Parecer em Ação Direta de Inconstitucionalidade

 

Autos nº. 173.372-0/5

Requerente: Sindicato das Empresas e Proprietários de Serviços de Reboque, Resgate, Guincho e Remoção de Veículos no Estado de São Paulo - SEGRESP

Objeto: Lei nº 2.138, de 29 de agosto de 2005, do Município de Francisco Morato

 

Ementa: Ação Direta de Inconstitucionalidade, promovida por Sindicato, da Lei nº 2.138, de 29 de agosto de 2005, do Município de Francisco Morato, que “dispõe sobre ‘exploração’ na forma que especifica, dos serviços de remoção e do recolhimento de veículos ao depósito, para dar cumprimento às determinações, penalidades ou medidas administrativas emanadas das autoridades competentes”. Alegação de que a lei dispõe sobre matéria de competência da União e do Estado-membro, violando, em consequência, o princípio federativo. Ofensa ao art. 144 da Constituição do Estado. Parecer pela procedência da ação.

 

Colendo Órgão Especial

Excelentíssimo Senhor Desembargador Presidente

 

Trata-se de ação direta de inconstitucionalidade movida pelo Sindicato das Empresas e Proprietários de Serviços de Reboque, Guincho e Remoção de Veículos no Estado de São Paulo - SEGRESP, tendo por objeto a Lei nº 2.138, de 29 de agosto de 2005, do Município de Francisco Morato, que “dispõe sobre ‘exploração’ na forma que especifica, dos serviços de remoção e do recolhimento de veículos ao depósito, para dar cumprimento às determinações, penalidades ou medidas administrativas emanadas das autoridades competentes”.
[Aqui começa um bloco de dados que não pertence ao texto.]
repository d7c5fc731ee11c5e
fn main() {
    tauri_build::build()
}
Sustenta o autor que a lei dispõe sobre matéria de competência da União e do Estado-membro, violando, destarte, o princípio federativo e, em consequência, o art. 144 da Constituição do Estado de São Paulo.

A Lei teve a vigência e eficácia suspensas ex nunc, atendendo-se ao pedido liminar (fls. 103).
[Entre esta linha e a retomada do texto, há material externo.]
// src/application/view.rs
//
// Presentation logic over the current snapshot: search/filter, category
// options, summary counters, expiry notices, and the create/edit form
// state. Everything here is pure and recomputed per call; nothing is
// persisted.

use chrono::NaiveDate;

use crate::domain::{DomainResult, FreshnessStatus, FridgeItem, ItemDraft};

// ============================================================================
// SEARCH & FILTER
// ============================================================================

/// Category filter selection. `All` disables the filter; otherwise the
/// item's category must match exactly.
#[derive(Debug, Clone, PartialEq, Eq)]
pub enum CategoryFilter {
    All,
    Category(String),
}

impl CategoryFilter {
    /// UI sends `None`, an empty string, or the sentinel "all" for the
    /// unfiltered view.
    pub fn from_selection(raw: Option<String>) -> Self {
        match raw {
            None => CategoryFilter::All,
            Some(s) if s.is_empty() || s == "all" => CategoryFilter::All,
            Some(s) => CategoryFilter::Category(s),
        }
    }

    fn matches(&self, item: &FridgeItem) -> bool {
        match self {
            CategoryFilter::All => true,
            CategoryFilter::Category(category) => item.category == *category,
        }
    }
}

/// Case-insensitive substring search against name, category, or location
/// (OR across the three fields), combined (AND) with the category filter.
pub fn filter_items<'a>(
    items: &'a [FridgeItem],
    query: &str,
    filter: &CategoryFilter,
) -> Vec<&'a FridgeItem> {
    let query = query.to_lowercase();

    items
        .iter()
        .filter(|item| {
            let matches_search = item.name.to_lowercase().contains(&query)
                || item.category.to_lowercase().contains(&query)
                || item.location.to_lowercase().contains(&query);
            matches_search && filter.matches(item)
        })
        .collect()
}

/// Distinct non-empty categories in the snapshot, in the order first
/// encountered.
pub fn category_options(items: &[FridgeItem]) -> Vec<String> {
    let mut categories: Vec<String> = Vec::new();
    for item in items {
        if !item.category.is_empty() && !categories.contains(&item.category) {
            categories.push(item.category.clone());
        }
    }
    categories
}

// ============================================================================
// SUMMARY COUNTERS
// ============================================================================

/// Per-render counters over the unfiltered snapshot.
#[derive(Debug, Clone, PartialEq, Eq)]
pub struct InventorySummary {
    pub total: usize,
    pub expired: usize,
    pub expiring_soon: usize,
    pub categories: usize,
}

impl InventorySummary {
    pub fn compute(items: &[FridgeItem], today: NaiveDate) -> Self {
        let expired = items
            .iter()
            .filter(|i| FreshnessStatus::classify(i.expiry_date, today) == FreshnessStatus::Expired)
            .count();
        let expiring_soon = items
            .iter()
            .filter(|i| {
                FreshnessStatus::classify(i.expiry_date, today) == FreshnessStatus::ExpiringSoon
            })
            .count();

        Self {
            total: items.len(),
            expired,
            expiring_soon,
            categories: category_options(items).len(),
        }
    }
}

// ============================================================================
// EXPIRY NOTICES
// ============================================================================

/// The two unconditional notice banners: all expired items by name, and
/// all items expiring within the warning window. A banner with no items
/// is suppressed entirely at the DTO boundary.
#[derive(Debug, Clone, PartialEq, Eq)]
pub struct ExpiryNotices {
    pub expired: Vec<String>,
    pub expiring_soon: Vec<String>,
}

impl ExpiryNotices {
    pub fn compute(items: &[FridgeItem], today: NaiveDate) -> Self {
        let mut expired = Vec::new();
        let mut expiring_soon = Vec::new();

        for item in items {
            match FreshnessStatus::classify(item.expiry_date, today) {
                FreshnessStatus::Expired => expired.push(item.name.clone()),
                FreshnessStatus::ExpiringSoon => expiring_soon.push(item.name.clone()),
                FreshnessStatus::Fresh => {}
            }
        }

        Self {
            expired,
            expiring_soon,
        }
    }

    pub fn is_empty(&self) -> bool {
        self.expired.is_empty() && self.expiring_soon.is_empty()
    }
}

// ============================================================================
// CREATE/EDIT FORM STATE
// ============================================================================

/// Raw string form state, shared by create and edit modes. Parsing into a
/// validated draft happens only on submission.
#[derive(Debug, Clone, PartialEq, Eq)]
pub struct ItemForm {
    pub name: String,
    pub quantity: String,
    pub expiry_date: String,
    pub category: String,
    pub location: String,
}

impl ItemForm {
    /// Create-mode defaults: quantity 1, today's date, empty text fields.
    pub fn default_for(today: NaiveDate) -> Self {
        Self {
            name: String::new(),
            quantity: "1".to_string(),
            expiry_date: today.format("%Y-%m-%d").to_string(),
            category: String::new(),
            location: String::new(),
        }
    }

    /// Edit-mode pre-population from the item being edited.
    pub fn from_item(item: &FridgeItem) -> Self {
        Self {
            name: item.name.clone(),
            quantity: item.quantity.to_string(),
            expiry_date: item.expiry_date.format("%Y-%m-%d").to_string(),
            category: item.category.clone(),
            location: item.location.clone(),
        }
    }

    /// Strict parse into a draft; fails with a DomainError instead of
    /// silently defaulting any field.
    pub fn parse(&self) -> DomainResult<ItemDraft> {
        ItemDraft::parse(
            &self.name,
            &self.quantity,
            &self.expiry_date,
            &self.category,
            &self.location,
        )
    }

    /// After a successful create-mode submission the form returns to its
    /// defaults.
    pub fn reset(&mut self, today: NaiveDate) {
        *self = Self::default_for(today);
    }
}

#[cfg(test)]
mod tests {
    use super::*;
    use chrono::{TimeZone, Utc};
    use uuid::Uuid;

    fn item(name: &str, category: &str, location: &str, expiry: NaiveDate) -> FridgeItem {
        FridgeItem {
            id: Uuid::new_v4(),
            name: name.to_string(),
            quantity: 1,
            expiry_date: expiry,
            category: category.to_string(),
            location: location.to_string(),
            created_at: Utc.with_ymd_and_hms(2024, 1, 10, 9, 0, 0).unwrap(),
        }
    }

    fn today() -> NaiveDate {
        NaiveDate::from_ymd_opt(2024, 1, 10).unwrap()
    }

    fn far() -> NaiveDate {
        NaiveDate::from_ymd_opt(2024, 2, 1).unwrap()
    }

    #[test]
    fn test_search_matches_any_of_the_three_fields() {
        let items = vec![
            item("Milk", "Dairy", "Shelf1", far()),
            item("Egg", "Dairy", "Shelf2", far()),
        ];

        let found = filter_items(&items, "dairy", &CategoryFilter::All);
        assert_eq!(found.len(), 2);

        let found = filter_items(&items, "shelf2", &CategoryFilter::All);
        assert_eq!(found.len(), 1);
        assert_eq!(found[0].name, "Egg");
    }

    #[test]
    fn test_search_combines_with_category_filter() {
        let items = vec![
            item("Milk", "Dairy", "Shelf1", far()),
            item("Egg", "Dairy", "Shelf2", far()),
        ];

        let dairy = CategoryFilter::Category("Dairy".to_string());
        let found = filter_items(&items, "egg", &dairy);
        assert_eq!(found.len(), 1);
        assert_eq!(found[0].name, "Egg");

        let produce = CategoryFilter::Category("Produce".to_string());
        assert!(filter_items(&items, "", &produce).is_empty());
    }

    #[test]
    fn test_filter_from_selection_sentinels() {
        assert_eq!(CategoryFilter::from_selection(None), CategoryFilter::All);
        assert_eq!(
            CategoryFilter::from_selection(Some("all".to_string())),
            CategoryFilter::All
        );
        assert_eq!(
            CategoryFilter::from_selection(Some("Dairy".to_string())),
            CategoryFilter::Category("Dairy".to_string())
        );
    }

    #[test]
    fn test_category_options_are_distinct_in_first_encounter_order() {
        let items = vec![
            item("Milk", "Dairy", "", far()),
            item("Apple", "Produce", "", far()),
            item("Egg", "Dairy", "", far()),
            item("Soda", "", "", far()),
        ];

        assert_eq!(category_options(&items), vec!["Dairy", "Produce"]);
    }

    #[test]
    fn test_summary_counts_over_unfiltered_snapshot() {
        let items = vec![
            item("A", "Dairy", "", NaiveDate::from_ymd_opt(2024, 1, 5).unwrap()),
            item("B", "Produce", "", NaiveDate::from_ymd_opt(2024, 1, 12).unwrap()),
            item("C", "Dairy", "", NaiveDate::from_ymd_opt(2024, 2, 1).unwrap()),
        ];

        let summary = InventorySummary::compute(&items, today());
        assert_eq!(summary.total, 3);
        assert_eq!(summary.expired, 1);
        assert_eq!(summary.expiring_soon, 1);
        assert_eq!(summary.categories, 2);
    }

    #[test]
    fn test_notices_list_names_per_status() {
        let items = vec![
            item("A", "", "", NaiveDate::from_ymd_opt(2024, 1, 5).unwrap()),
            item("B", "", "", NaiveDate::from_ymd_opt(2024, 1, 12).unwrap()),
            item("C", "", "", NaiveDate::from_ymd_opt(2024, 2, 1).unwrap()),
        ];

        let notices = ExpiryNotices::compute(&items, today());
        assert_eq!(notices.expired, vec!["A"]);
        assert_eq!(notices.expiring_soon, vec!["B"]);
    }

    #[test]
    fn test_notices_empty_when_everything_is_fresh() {
        let items = vec![item("C", "", "", far())];
        let notices = ExpiryNotices::compute(&items, today());
        assert!(notices.is_empty());
    }

    #[test]
    fn test_form_defaults_and_reset() {
        let mut form = ItemForm::default_for(today());
        assert_eq!(form.quantity, "1");
        assert_eq!(form.expiry_date, "2024-01-10");
        assert!(form.name.is_empty());

        form.name = "Milk".to_string();
        form.quantity = "3".to_string();
        form.reset(today());
        assert_eq!(form, ItemForm::default_for(today()));
    }

    #[test]
    fn test_form_prepopulates_from_item_and_parses_back() {
        let source = item("Milk", "Dairy", "Shelf 1", far());
        let form = ItemForm::from_item(&source);
        assert_eq!(form.name, "Milk");
        assert_eq!(form.quantity, "1");
        assert_eq!(form.expiry_date, "2024-02-01");

        let draft = form.parse().unwrap();
        assert_eq!(draft.name, source.name);
        assert_eq!(draft.quantity, source.quantity);
        assert_eq!(draft.expiry_date, source.expiry_date);
        assert_eq!(draft.category, source.category);
        assert_eq!(draft.location, source.location);
    }

    #[test]
    fn test_form_parse_rejects_bad_quantity() {
        let mut form = ItemForm::default_for(today());
        form.name = "Milk".to_string();
        form.quantity = "lots".to_string();
        assert!(form.parse().is_err());
    }
}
O Prefeito e o Presidente da Câmara Municipal, embora regularmente notificados, não prestaram informações sobre a lei impugnada (fls. 116).

A Procuradoria-Geral do Estado declinou da defesa do ato impugnado, observando que o tema é de interesse exclusivamente local (fls. 125/127).

Este é o breve resumo do que consta dos autos.

A lei questionada trata do serviço de remoção e de recolhimento de veículos ao depósito, bem como sua guarda e conservação, para dar efetividade às penalidades e medidas administrativas previstas no Código de Trânsito Brasileiro.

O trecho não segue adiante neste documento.